Nick can’t sleep as he’s sick with worry over how he’s going to employ all his workers at the factory now that it’s burned down. Also, he’s sick with worry with how he’s going to fulfill a contract for Paul Stokes when he has no factory.
He tells Janice and Leanne about the contract he landed and his search for a temporary work location. And, I assume, materials and sewing machines, unless all that stuff’s fireproof. Leanne and Janice admit they’re impressed.
“See? I’m not just a pretty face,” he says. “Isn’t that right, Leanne?”
Somewhere, off-camera, I think I hear Fat Brenda yell, “Yer not even that, luv.”
So his big plan is to covert that bar that Peter and Leanne were setting up but when he presents this plan to them, Peter tells him that it’s George what owns the bar and he wants nothing to do with him. Well, this, apparently, completely prevents Nick from renting the space from George. If only, he could, I dunno, ask Ken Barlow for his number or something.
So he goes off to the cafe and starts making frantic phone calls all over the place and so he can be a jerk in public to his staff. Later, Paul Stokes, who bears a slight resemblance to British Prime Minister David Cameron, complete with condescending toff attitude, swings by the street to inform Nick that he’s seen the factory and that they should talk. Also, he apparently does not read newspapers or watch the news as a hostage crisis that ends with a factory explosion is the sort of the thing that one might find above the fold, no?
Not willing to deal with a guy who has no workspace to offer, he calls off the deal. Nick slumps into the Rovers to give his now ex-employees the bad news:
“Underworld is over!”
Gail has taken some of Joe’s things to Tina (they’ve had a kind of reconciliation) and they talk about him.

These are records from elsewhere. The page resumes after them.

//! Client configuration model.
//!
//! Loaded from `config.toml` by the infrastructure layer. Every field has a
//! default so a missing or partial file still yields a usable client.

use serde::{Deserialize, Serialize};

/// Base URL used when neither the config file nor the environment sets one.
pub const DEFAULT_API_URL: &str = "http://localhost:5000/api";

/// Environment variable that overrides [`ClientConfig::api_url`].
pub const API_URL_ENV: &str = "SPEAKUP_API_URL";

#[derive(Debug, Clone, PartialEq, Eq, Serialize, Deserialize)]
#[serde(default)]
pub struct ClientConfig {
    /// Backend base URL, including the `/api` prefix.
    pub api_url: String,
    /// Per-request timeout in seconds.
    pub request_timeout_secs: u64,
    /// Fallback tracing filter when `RUST_LOG` is not set.
    pub log_level: String,
}

impl Default for ClientConfig {
    fn default() -> Self {
        Self {
            api_url: DEFAULT_API_URL.to_string(),
            request_timeout_secs: 15,
            log_level: "info".to_string(),
        }
    }
}

impl ClientConfig {
    /// Returns a copy with `api_url` replaced when `value` is non-empty.
    pub fn with_api_url_override(mut self, value: Option<String>) -> Self {
        if let Some(url) = value.filter(|v| !v.trim().is_empty()) {
            self.api_url = url.trim().to_string();
        }
        self
    }
}
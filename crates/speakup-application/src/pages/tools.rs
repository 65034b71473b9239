use speakup_core::content::{CommunityRepository, ToolsSummary};
use std::sync::Arc;

/// Counters on the practice-tools page.
pub struct ToolsOverview {
    community: Arc<dyn CommunityRepository>,
}

impl ToolsOverview {
    pub fn new(community: Arc<dyn CommunityRepository>) -> Self {
        Self { community }
    }

    /// Never fails; unavailable counts read as zero.
    pub async fn summary(&self) -> ToolsSummary {
        self.community.tools_summary().await.unwrap_or_else(|e| {
            tracing::warn!(kind = ?e.kind(), error = %e, "tool counts unavailable");
            ToolsSummary::default()
        })
    }
}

Meanwhile, David and Graeme are trying to move the Gail Farce out of the driveway. They ask Eddie Windass for help.
“Oh, I can’t. Not with my back.”
“We’ll give you a fiver.”
“Make it a tenner and you’re on.”
So they manage to push it to the yard by Streetcars. Nobody should notice it there.
Dave pulled a muscle so Graeme massages it for him. Natasha comes back to pick up something she left in Nick’s room and notices David’s, um, vocal appreciation of Graeme’s efforts. She says she forgot that they shared a cell. So no happy finish for David.
In Other News
Carla is not going to be charged with killing Tony Gordon so Trevor buys those tickets for the World Cup in South Africa (if you’ve noticed all the England flags, that’s why). He even gets her to wear an England toque. Maybe they’ll get seats next to Dizzee Rascal
(Note-video does not reflect England’s actual performance at the World Cup)
Lewis and Audrey are rowing so Lewis is beginning to take a look at Deirdre.
Julie is getting Ciaran to repeat drink orders so she can listen to his Irish accent.
“Go on,” she asks him. “Say something typically Irish.”
Chesney didn’t do too well with his Maths test but did ok on his business test. He feels bad about it but Fizz cheers him up by telling him that all you really need in life is to be good at one thing. For her part, Fizz is good at sublimating her original independent feisty personality so she could have a “Mrs” in front of her name. Fizz goes off to the Rovers and Ches races up to his room to do that thing that he’s good at.